_TO DO_. Output the whole listing below. Keep it exact.

_AVAILABLE DATA_.

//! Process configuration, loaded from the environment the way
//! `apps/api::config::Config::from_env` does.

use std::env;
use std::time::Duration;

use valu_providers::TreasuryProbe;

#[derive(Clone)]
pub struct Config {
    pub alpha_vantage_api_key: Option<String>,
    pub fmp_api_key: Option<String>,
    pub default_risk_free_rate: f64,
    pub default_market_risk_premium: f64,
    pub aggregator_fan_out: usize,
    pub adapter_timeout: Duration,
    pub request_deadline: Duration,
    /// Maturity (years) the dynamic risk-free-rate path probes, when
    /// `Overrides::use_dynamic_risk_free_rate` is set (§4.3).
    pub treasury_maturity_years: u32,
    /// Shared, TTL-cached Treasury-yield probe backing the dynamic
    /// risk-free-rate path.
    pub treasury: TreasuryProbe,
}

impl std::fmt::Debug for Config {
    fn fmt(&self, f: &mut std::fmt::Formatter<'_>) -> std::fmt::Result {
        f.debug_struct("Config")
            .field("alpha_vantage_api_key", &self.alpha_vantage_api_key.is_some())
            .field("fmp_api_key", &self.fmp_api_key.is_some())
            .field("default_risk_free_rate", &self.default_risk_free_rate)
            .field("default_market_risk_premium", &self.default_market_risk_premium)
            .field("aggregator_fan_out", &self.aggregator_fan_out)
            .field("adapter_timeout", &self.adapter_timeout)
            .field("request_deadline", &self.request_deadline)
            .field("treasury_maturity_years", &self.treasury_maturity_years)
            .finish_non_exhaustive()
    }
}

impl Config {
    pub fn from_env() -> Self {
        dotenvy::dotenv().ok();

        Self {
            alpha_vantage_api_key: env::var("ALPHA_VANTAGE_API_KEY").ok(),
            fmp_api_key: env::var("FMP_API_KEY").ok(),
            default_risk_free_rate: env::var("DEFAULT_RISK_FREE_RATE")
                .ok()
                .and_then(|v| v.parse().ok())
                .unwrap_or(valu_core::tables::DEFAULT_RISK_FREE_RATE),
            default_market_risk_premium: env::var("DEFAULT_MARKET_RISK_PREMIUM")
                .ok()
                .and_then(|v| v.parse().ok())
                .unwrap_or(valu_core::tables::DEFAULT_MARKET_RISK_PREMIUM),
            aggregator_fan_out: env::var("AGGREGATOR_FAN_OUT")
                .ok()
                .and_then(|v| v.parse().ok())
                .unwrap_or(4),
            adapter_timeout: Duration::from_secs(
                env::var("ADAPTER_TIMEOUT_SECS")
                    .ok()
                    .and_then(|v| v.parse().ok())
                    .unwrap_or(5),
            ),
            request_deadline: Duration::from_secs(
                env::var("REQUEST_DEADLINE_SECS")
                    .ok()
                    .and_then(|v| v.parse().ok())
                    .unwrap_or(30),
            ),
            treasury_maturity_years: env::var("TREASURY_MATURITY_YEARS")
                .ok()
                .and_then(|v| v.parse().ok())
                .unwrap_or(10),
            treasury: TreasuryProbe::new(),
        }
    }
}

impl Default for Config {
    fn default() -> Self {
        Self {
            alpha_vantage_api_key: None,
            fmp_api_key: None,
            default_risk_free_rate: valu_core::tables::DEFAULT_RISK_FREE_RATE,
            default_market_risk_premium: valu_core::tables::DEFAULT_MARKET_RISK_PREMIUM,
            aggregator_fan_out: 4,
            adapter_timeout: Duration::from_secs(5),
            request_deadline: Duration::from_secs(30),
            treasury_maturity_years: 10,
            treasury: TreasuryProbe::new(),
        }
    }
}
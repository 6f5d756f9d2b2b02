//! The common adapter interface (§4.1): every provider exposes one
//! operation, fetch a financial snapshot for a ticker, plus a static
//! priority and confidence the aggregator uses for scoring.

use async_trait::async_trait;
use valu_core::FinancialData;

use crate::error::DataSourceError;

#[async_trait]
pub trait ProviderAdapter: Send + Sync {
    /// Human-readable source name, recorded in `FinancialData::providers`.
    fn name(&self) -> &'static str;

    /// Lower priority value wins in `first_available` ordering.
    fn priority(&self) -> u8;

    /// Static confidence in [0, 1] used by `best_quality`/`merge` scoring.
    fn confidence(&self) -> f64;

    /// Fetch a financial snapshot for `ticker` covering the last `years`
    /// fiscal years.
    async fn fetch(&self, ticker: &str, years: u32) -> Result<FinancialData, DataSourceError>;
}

_TASK SOLUTION_.
//! Process configuration, loaded from the environment the way
//! `apps/api::config::Config::from_env` does.

use std::env;
use std::time::Duration;

use valu_providers::TreasuryProbe;

#[derive(Clone)]
pub struct Config {
    pub alpha_vantage_api_key: Option<String>,
    pub fmp_api_key: Option<String>,
    pub default_risk_free_rate: f64,
    pub default_market_risk_premium: f64,
    pub aggregator_fan_out: usize,
    pub adapter_timeout: Duration,
    pub request_deadline: Duration,
    /// Maturity (years) the dynamic risk-free-rate path probes, when
    /// `Overrides::use_dynamic_risk_free_rate` is set (§4.3).
    pub treasury_maturity_years: u32,
    /// Shared, TTL-cached Treasury-yield probe backing the dynamic
    /// risk-free-rate path.
    pub treasury: TreasuryProbe,
}

impl std::fmt::Debug for Config {
    fn fmt(&self, f: &mut std::fmt::Formatter<'_>) -> std::fmt::Result {
        f.debug_struct("Config")
            .field("alpha_vantage_api_key", &self.alpha_vantage_api_key.is_some())
            .field("fmp_api_key", &self.fmp_api_key.is_some())
            .field("default_risk_free_rate", &self.default_risk_free_rate)
            .field("default_market_risk_premium", &self.default_market_risk_premium)
            .field("aggregator_fan_out", &self.aggregator_fan_out)
            .field("adapter_timeout", &self.adapter_timeout)
            .field("request_deadline", &self.request_deadline)
            .field("treasury_maturity_years", &self.treasury_maturity_years)
            .finish_non_exhaustive()
    }
}

impl Config {
    pub fn from_env() -> Self {
        dotenvy::dotenv().ok();

        Self {
            alpha_vantage_api_key: env::var("ALPHA_VANTAGE_API_KEY").ok(),
            fmp_api_key: env::var("FMP_API_KEY").ok(),
            default_risk_free_rate: env::var("DEFAULT_RISK_FREE_RATE")
                .ok()
                .and_then(|v| v.parse().ok())
                .unwrap_or(valu_core::tables::DEFAULT_RISK_FREE_RATE),
            default_market_risk_premium: env::var("DEFAULT_MARKET_RISK_PREMIUM")
                .ok()
                .and_then(|v| v.parse().ok())
                .unwrap_or(valu_core::tables::DEFAULT_MARKET_RISK_PREMIUM),
            aggregator_fan_out: env::var("AGGREGATOR_FAN_OUT")
                .ok()
                .and_then(|v| v.parse().ok())
                .unwrap_or(4),
            adapter_timeout: Duration::from_secs(
                env::var("ADAPTER_TIMEOUT_SECS")
                    .ok()
                    .and_then(|v| v.parse().ok())
                    .unwrap_or(5),
            ),
            request_deadline: Duration::from_secs(
                env::var("REQUEST_DEADLINE_SECS")
                    .ok()
                    .and_then(|v| v.parse().ok())
                    .unwrap_or(30),
            ),
            treasury_maturity_years: env::var("TREASURY_MATURITY_YEARS")
                .ok()
                .and_then(|v| v.parse().ok())
                .unwrap_or(10),
            treasury: TreasuryProbe::new(),
        }
    }
}

impl Default for Config {
    fn default() -> Self {
        Self {
            alpha_vantage_api_key: None,
            fmp_api_key: None,
            default_risk_free_rate: valu_core::tables::DEFAULT_RISK_FREE_RATE,
            default_market_risk_premium: valu_core::tables::DEFAULT_MARKET_RISK_PREMIUM,
            aggregator_fan_out: 4,
            adapter_timeout: Duration::from_secs(5),
            request_deadline: Duration::from_secs(30),
            treasury_maturity_years: 10,
            treasury: TreasuryProbe::new(),
        }
    }
}
repository 6f5d756f9d2b2b02
//! The common adapter interface (§4.1): every provider exposes one
//! operation, fetch a financial snapshot for a ticker, plus a static
//! priority and confidence the aggregator uses for scoring.

use async_trait::async_trait;
use valu_core::FinancialData;

use crate::error::DataSourceError;

#[async_trait]
pub trait ProviderAdapter: Send + Sync {
    /// Human-readable source name, recorded in `FinancialData::providers`.
    fn name(&self) -> &'static str;

    /// Lower priority value wins in `first_available` ordering.
    fn priority(&self) -> u8;

    /// Static confidence in [0, 1] used by `best_quality`/`merge` scoring.
    fn confidence(&self) -> f64;

    /// Fetch a financial snapshot for `ticker` covering the last `years`
    /// fiscal years.
    async fn fetch(&self, ticker: &str, years: u32) -> Result<FinancialData, DataSourceError>;
}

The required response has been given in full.